START Available data

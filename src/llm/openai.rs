//! OpenAI-compatible chat completions backend.

use super::{TextGenerator, api_error_message};
use crate::config::LlmConfig;
use crate::error::GenerationError;
use crate::history::{HistoryMessage, Role};
use async_trait::async_trait;
use tracing::info;

const PROVIDER: &str = "OpenAI";

/// Generator for any server exposing `/chat/completions`.
pub struct OpenAiGenerator {
    config: LlmConfig,
    client: reqwest::Client,
}

impl OpenAiGenerator {
    /// Create a generator from the LLM config (reads the `openai` section).
    pub fn new(config: LlmConfig) -> Self {
        Self {
            config,
            client: reqwest::Client::new(),
        }
    }

    fn build_body(&self, history: &[HistoryMessage], user_text: &str) -> serde_json::Value {
        let mut messages = vec![serde_json::json!({
            "role": "system",
            "content": self.config.system_prompt,
        })];
        for m in history {
            let role = match m.role {
                Role::User => "user",
                Role::Assistant => "assistant",
            };
            messages.push(serde_json::json!({ "role": role, "content": m.text }));
        }
        messages.push(serde_json::json!({ "role": "user", "content": user_text }));

        serde_json::json!({
            "model": self.config.openai.model,
            "messages": messages,
            "max_tokens": self.config.max_tokens,
            "temperature": self.config.temperature,
        })
    }
}

#[async_trait]
impl TextGenerator for OpenAiGenerator {
    async fn generate(
        &self,
        history: &[HistoryMessage],
        user_text: &str,
    ) -> Result<String, GenerationError> {
        let openai = &self.config.openai;
        if openai.api_key.is_empty() {
            return Err(GenerationError::MissingCredentials {
                provider: PROVIDER.into(),
            });
        }

        let base = openai.base_url.trim_end_matches('/');
        let url = format!("{base}/chat/completions");
        info!(model = openai.model.as_str(), "requesting chat completion");

        let response = self
            .client
            .post(&url)
            .bearer_auth(&openai.api_key)
            .json(&self.build_body(history, user_text))
            .send()
            .await?;

        let status = response.status();
        let body = response.text().await?;
        if !status.is_success() {
            return Err(GenerationError::Api {
                provider: PROVIDER.into(),
                message: api_error_message(status, &body),
            });
        }

        let value: serde_json::Value =
            serde_json::from_str(&body).map_err(|e| GenerationError::MalformedResponse {
                provider: PROVIDER.into(),
                detail: e.to_string(),
            })?;
        value
            .pointer("/choices/0/message/content")
            .and_then(|c| c.as_str())
            .map(|c| c.trim().to_owned())
            .ok_or_else(|| GenerationError::MalformedResponse {
                provider: PROVIDER.into(),
                detail: "no choices[0].message.content".into(),
            })
    }
}
//! Route handlers organized by resource

pub mod health;
pub mod news;
pub mod ratings;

END Available data

Assignment: Each line of the data should be given back exactly.

Expected output:
filename src/llm/openai.rs
//! OpenAI-compatible chat completions backend.

use super::{TextGenerator, api_error_message};
use crate::config::LlmConfig;
use crate::error::GenerationError;
use crate::history::{HistoryMessage, Role};
use async_trait::async_trait;
use tracing::info;

const PROVIDER: &str = "OpenAI";

/// Generator for any server exposing `/chat/completions`.
pub struct OpenAiGenerator {
    config: LlmConfig,
    client: reqwest::Client,
}

impl OpenAiGenerator {
    /// Create a generator from the LLM config (reads the `openai` section).
    pub fn new(config: LlmConfig) -> Self {
        Self {
            config,
            client: reqwest::Client::new(),
        }
    }

    fn build_body(&self, history: &[HistoryMessage], user_text: &str) -> serde_json::Value {
        let mut messages = vec![serde_json::json!({
            "role": "system",
            "content": self.config.system_prompt,
        })];
        for m in history {
            let role = match m.role {
                Role::User => "user",
                Role::Assistant => "assistant",
            };
            messages.push(serde_json::json!({ "role": role, "content": m.text }));
        }
        messages.push(serde_json::json!({ "role": "user", "content": user_text }));

        serde_json::json!({
            "model": self.config.openai.model,
            "messages": messages,
            "max_tokens": self.config.max_tokens,
            "temperature": self.config.temperature,
        })
    }
}

#[async_trait]
impl TextGenerator for OpenAiGenerator {
    async fn generate(
        &self,
        history: &[HistoryMessage],
        user_text: &str,
    ) -> Result<String, GenerationError> {
        let openai = &self.config.openai;
        if openai.api_key.is_empty() {
            return Err(GenerationError::MissingCredentials {
                provider: PROVIDER.into(),
            });
        }

        let base = openai.base_url.trim_end_matches('/');
        let url = format!("{base}/chat/completions");
        info!(model = openai.model.as_str(), "requesting chat completion");

        let response = self
            .client
            .post(&url)
            .bearer_auth(&openai.api_key)
            .json(&self.build_body(history, user_text))
            .send()
            .await?;

        let status = response.status();
        let body = response.text().await?;
        if !status.is_success() {
            return Err(GenerationError::Api {
                provider: PROVIDER.into(),
                message: api_error_message(status, &body),
            });
        }

        let value: serde_json::Value =
            serde_json::from_str(&body).map_err(|e| GenerationError::MalformedResponse {
                provider: PROVIDER.into(),
                detail: e.to_string(),
            })?;
        value
            .pointer("/choices/0/message/content")
            .and_then(|c| c.as_str())
            .map(|c| c.trim().to_owned())
            .ok_or_else(|| GenerationError::MalformedResponse {
                provider: PROVIDER.into(),
                detail: "no choices[0].message.content".into(),
            })
    }
}
//! Route handlers organized by resource

pub mod health;
pub mod news;
pub mod ratings;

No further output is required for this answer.